President Obama says Congress gave him insufficient time to examine
environmental issues. TransCanada Keystone Pipeline LP can reapply, he
added, if it reroutes the pipeline around Nebraska’s Oglala Aquifer and
Sand Hills area and addresses other concerns. In the meantime, the
Administration insists, the project “would not serve the national
interest.”
Project supporters called the President’s decision “preposterous,”

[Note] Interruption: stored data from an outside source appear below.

//! A storage provider that keeps database and write-ahead log files in persistent memory.
//!
//! The host engine opens files through a [`Vfs`] and drives them through [`VfsFile`]. Here every
//! file is a [`PageStore`], one growable mapping of the backing file, and durability comes from
//! flushing that mapping instead of `write(2)` and `fsync(2)`:
//!
//! - log writes are flushed before they return, so syncing the log is free;
//! - database writes are flushed together when the engine syncs.
//!
//! The shared index the engine keeps next to its log is a [`SharedIndexRegion`], mapped from a
//! file as well and handed out in slots.
//!
//! ## Locking
//!
//! By default nothing is locked. That is only correct as long as a single connection uses each
//! database, which is the deployment this provider was built for. Set
//! [`LockingMode::InProcess`] to have connections of one process exclude each other.
//!
//! ## Usage
//!
//! ```no_run
//! use pm_vfs::{OpenFlags, PmemVfs, Vfs, VfsConfig, VfsFile};
//! use std::path::Path;
//!
//! let vfs = PmemVfs::new(VfsConfig::from_env()?)?;
//! let mut wal = vfs.open(Some(Path::new("/mnt/pmem0/bench.db-wal")), OpenFlags::wal())?;
//! wal.write(0, b"commit record")?;
//! // Already durable, nothing to sync.
//! # Ok::<(), pm_vfs::VfsError>(())
//! ```
pub mod config;
mod error;
mod file;
mod flags;
pub mod lock;
pub mod paths;
mod registry;
mod shm;
mod store;
mod vfs;

pub use config::{ConfigError, LockingMode, VfsConfig, VfsConfigBuilder};
pub use error::{codes, IoOp, VfsError};
pub use file::PmemFile;
pub use flags::{AccessMode, FileKind, LockLevel, OpenFlags, ShmLockOp, SyncFlags, SHM_NLOCK};
pub use paths::FullPath;
pub use registry::VfsRegistry;
pub use shm::{SharedIndexRegion, ShmState, SlotRef};
pub use store::{FlushStats, OpenRegions, PageStore, SharedRegion};
pub use vfs::{PmemVfs, Vfs, VfsFile};

pub use pm_region::{Medium, MediumDetect, Role};

#[cfg(test)]
mod tests;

and urged Congress to craft a way to gain approval without White House
involvement.
“The rationales for rejecting the project are nothing but
dissembling, red herrings and hot air,” CFACT policy advisor
Paul Driessen commented. “They are as credible as a Keystone Kops
movie.”
The application for this project and pipeline route was submitted in
2008, Driessen noted. The Administration has had ample time to review
every aspect. “This is the same White House that demanded passage of a
healthcare bill that no one in Congress had a chance to read, much less
study and understand, before it was presented for final vote. To claim
that two months was not enough time to study a proposal that had already
been studied three years is absurd,” he said.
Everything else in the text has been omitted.